Work through the records below and copy every line that includes "stale".
BEGIN
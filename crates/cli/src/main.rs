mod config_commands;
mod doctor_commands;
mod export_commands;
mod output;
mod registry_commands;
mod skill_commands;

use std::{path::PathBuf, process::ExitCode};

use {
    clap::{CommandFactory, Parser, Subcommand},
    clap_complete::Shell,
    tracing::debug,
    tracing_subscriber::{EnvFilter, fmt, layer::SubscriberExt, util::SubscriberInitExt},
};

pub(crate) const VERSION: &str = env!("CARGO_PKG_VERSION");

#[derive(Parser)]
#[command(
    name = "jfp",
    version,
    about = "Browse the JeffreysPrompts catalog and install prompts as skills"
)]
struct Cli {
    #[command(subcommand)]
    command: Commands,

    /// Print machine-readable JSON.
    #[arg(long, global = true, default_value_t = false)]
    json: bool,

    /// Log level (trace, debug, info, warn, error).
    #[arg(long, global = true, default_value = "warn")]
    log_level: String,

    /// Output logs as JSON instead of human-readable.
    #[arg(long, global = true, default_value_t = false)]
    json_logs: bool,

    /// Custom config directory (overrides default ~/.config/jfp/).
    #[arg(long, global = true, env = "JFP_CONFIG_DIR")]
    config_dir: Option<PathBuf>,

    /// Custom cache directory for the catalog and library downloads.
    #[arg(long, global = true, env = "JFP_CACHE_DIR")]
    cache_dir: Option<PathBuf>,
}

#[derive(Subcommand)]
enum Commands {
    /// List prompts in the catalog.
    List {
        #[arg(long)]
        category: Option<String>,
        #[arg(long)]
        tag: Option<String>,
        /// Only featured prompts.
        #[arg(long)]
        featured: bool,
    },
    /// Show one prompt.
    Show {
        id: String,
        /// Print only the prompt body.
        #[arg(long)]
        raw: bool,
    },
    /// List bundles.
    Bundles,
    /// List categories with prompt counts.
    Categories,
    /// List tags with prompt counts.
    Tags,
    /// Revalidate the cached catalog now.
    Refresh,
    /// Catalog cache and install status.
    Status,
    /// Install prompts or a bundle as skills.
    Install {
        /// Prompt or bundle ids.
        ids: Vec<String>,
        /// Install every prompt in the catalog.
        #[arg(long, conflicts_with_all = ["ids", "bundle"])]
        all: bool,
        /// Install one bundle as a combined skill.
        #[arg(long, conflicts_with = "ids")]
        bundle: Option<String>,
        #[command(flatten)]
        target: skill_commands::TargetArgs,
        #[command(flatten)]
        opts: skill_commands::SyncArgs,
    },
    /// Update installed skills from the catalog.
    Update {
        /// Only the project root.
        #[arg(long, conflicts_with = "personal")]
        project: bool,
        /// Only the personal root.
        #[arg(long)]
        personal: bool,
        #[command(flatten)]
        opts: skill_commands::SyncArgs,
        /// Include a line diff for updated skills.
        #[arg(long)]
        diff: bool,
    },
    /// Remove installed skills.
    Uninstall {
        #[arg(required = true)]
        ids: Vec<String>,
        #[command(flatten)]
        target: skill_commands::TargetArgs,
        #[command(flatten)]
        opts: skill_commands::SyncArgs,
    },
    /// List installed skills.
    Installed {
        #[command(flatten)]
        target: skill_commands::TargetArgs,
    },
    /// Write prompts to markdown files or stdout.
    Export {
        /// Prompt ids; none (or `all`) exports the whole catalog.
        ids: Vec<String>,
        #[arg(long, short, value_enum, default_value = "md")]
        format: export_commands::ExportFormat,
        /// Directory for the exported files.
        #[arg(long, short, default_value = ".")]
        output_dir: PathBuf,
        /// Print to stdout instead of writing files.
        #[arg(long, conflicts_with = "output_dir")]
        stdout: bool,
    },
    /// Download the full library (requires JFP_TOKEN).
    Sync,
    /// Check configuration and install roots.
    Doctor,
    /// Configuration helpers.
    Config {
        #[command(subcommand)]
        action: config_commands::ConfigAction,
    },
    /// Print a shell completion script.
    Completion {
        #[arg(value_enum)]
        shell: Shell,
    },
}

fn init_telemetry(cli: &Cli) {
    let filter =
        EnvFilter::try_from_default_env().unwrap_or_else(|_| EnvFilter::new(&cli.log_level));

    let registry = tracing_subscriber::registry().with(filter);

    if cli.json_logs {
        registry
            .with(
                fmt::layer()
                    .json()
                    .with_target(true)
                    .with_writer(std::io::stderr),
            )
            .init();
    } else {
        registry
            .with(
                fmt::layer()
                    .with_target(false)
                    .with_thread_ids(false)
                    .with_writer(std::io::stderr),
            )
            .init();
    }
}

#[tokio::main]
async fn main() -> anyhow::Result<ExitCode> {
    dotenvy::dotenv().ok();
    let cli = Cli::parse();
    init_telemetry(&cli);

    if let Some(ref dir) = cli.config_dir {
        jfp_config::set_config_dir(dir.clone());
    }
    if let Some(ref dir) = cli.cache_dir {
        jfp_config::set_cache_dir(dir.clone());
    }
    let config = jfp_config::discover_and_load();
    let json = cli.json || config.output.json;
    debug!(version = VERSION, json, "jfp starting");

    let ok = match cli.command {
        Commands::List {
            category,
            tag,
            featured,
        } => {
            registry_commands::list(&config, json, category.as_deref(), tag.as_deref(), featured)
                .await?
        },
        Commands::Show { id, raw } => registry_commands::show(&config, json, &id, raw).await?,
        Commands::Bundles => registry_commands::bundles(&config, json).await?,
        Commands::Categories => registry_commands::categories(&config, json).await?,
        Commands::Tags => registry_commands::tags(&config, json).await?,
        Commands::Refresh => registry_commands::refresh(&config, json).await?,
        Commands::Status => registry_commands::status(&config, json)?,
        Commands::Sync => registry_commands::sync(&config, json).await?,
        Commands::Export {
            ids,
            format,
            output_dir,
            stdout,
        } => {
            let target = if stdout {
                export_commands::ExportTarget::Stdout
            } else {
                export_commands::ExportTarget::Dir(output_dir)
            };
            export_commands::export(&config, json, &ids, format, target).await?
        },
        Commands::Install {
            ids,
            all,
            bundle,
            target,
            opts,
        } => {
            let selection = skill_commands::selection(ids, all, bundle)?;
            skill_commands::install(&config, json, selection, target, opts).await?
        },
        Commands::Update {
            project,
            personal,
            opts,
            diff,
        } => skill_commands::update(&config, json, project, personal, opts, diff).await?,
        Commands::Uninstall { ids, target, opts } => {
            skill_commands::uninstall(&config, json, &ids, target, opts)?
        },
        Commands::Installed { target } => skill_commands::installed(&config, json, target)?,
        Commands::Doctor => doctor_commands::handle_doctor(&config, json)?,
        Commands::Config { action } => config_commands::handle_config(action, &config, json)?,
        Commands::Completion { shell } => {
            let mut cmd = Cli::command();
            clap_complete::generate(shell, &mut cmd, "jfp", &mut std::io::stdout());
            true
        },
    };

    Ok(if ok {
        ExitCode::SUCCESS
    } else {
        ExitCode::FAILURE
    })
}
END
BEGIN
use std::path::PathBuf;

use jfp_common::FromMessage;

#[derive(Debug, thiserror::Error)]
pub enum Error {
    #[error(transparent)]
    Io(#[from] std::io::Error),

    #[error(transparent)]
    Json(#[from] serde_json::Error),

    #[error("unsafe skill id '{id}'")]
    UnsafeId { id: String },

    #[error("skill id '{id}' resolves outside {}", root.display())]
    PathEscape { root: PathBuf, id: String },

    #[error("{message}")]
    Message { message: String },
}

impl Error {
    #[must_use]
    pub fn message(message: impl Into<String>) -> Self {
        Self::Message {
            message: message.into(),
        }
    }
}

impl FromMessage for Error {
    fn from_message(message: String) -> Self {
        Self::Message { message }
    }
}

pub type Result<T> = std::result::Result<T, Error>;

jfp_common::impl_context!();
END
BEGIN
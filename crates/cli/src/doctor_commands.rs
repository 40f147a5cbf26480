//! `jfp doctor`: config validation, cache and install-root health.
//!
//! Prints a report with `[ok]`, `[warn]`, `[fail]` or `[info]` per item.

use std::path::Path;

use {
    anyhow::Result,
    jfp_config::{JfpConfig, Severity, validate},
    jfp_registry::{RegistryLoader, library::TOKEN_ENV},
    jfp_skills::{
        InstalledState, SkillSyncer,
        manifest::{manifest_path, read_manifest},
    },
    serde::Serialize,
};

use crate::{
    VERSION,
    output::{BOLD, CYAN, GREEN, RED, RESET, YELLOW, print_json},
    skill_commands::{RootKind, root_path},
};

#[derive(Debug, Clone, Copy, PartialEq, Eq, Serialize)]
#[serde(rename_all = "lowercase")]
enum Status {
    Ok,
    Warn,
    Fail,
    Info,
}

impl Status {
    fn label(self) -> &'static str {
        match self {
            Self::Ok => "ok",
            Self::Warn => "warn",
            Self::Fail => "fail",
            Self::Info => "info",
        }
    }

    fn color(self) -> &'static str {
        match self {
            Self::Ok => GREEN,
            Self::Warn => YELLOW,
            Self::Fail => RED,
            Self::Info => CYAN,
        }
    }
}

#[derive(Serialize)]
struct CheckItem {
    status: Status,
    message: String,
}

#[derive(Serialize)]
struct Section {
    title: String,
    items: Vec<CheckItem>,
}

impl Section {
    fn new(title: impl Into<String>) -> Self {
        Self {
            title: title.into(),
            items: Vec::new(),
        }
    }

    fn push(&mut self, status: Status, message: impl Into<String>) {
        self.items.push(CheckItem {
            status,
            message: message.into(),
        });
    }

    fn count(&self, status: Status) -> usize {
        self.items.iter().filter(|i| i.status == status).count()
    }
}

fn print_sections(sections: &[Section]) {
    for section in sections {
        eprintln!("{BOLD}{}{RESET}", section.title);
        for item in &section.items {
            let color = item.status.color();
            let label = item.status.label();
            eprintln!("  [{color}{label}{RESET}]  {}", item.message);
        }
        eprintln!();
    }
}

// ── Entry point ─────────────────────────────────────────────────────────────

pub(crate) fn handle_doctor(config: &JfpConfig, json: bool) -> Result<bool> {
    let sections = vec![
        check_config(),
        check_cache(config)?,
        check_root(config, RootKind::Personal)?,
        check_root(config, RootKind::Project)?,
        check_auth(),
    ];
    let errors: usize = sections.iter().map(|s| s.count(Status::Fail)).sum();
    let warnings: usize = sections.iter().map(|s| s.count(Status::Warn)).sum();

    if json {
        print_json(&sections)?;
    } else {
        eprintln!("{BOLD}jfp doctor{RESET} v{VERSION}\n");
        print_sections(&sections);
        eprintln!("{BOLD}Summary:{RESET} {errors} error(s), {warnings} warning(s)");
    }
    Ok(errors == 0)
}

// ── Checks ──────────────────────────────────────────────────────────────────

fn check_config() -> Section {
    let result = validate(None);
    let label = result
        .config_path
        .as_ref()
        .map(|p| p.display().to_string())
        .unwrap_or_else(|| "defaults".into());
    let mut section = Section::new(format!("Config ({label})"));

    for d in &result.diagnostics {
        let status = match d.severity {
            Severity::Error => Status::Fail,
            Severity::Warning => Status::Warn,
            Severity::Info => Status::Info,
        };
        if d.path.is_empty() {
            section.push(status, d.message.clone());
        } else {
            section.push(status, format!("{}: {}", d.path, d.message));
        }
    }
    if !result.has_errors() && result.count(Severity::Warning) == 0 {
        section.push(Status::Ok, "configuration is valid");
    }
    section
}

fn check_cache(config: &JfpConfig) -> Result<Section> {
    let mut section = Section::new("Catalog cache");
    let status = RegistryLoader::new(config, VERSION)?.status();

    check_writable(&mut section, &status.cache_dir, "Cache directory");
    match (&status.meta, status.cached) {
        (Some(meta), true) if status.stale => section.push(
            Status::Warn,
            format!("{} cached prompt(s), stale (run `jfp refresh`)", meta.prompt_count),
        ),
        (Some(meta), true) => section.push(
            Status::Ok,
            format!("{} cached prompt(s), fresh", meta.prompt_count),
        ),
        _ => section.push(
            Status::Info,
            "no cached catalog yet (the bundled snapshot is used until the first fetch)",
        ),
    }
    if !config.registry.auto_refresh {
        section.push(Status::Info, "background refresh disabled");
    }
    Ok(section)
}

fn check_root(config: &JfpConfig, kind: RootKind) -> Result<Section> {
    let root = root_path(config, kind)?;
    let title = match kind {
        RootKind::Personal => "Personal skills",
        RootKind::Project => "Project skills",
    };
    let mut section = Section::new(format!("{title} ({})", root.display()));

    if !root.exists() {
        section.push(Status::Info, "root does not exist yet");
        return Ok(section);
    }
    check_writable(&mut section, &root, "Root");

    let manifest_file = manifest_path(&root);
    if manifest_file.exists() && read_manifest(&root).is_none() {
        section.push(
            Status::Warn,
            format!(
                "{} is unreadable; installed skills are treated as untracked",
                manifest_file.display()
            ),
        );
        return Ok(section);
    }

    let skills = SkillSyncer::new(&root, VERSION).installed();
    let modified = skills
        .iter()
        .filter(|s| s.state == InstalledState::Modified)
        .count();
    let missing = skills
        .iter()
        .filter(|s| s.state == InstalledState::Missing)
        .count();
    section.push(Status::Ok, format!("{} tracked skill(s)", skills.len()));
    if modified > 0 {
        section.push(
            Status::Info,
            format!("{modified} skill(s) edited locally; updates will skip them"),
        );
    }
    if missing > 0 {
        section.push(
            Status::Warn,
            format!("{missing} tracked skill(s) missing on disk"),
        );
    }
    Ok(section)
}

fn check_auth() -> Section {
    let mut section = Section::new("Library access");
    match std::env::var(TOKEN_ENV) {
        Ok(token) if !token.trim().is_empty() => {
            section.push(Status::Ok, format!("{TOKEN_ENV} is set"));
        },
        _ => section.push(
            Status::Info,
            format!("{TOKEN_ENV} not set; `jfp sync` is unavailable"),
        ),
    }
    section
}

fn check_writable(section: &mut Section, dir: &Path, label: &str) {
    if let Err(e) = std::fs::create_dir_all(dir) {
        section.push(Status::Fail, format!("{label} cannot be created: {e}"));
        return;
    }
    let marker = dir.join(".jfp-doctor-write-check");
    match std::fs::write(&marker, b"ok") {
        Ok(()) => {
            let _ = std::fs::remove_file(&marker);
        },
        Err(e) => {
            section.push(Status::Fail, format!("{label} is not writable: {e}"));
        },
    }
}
END
## SOLUTION FOR THIS PROBLEM
        (Some(meta), true) if status.stale => section.push(
            format!("{} cached prompt(s), stale (run `jfp refresh`)", meta.prompt_count),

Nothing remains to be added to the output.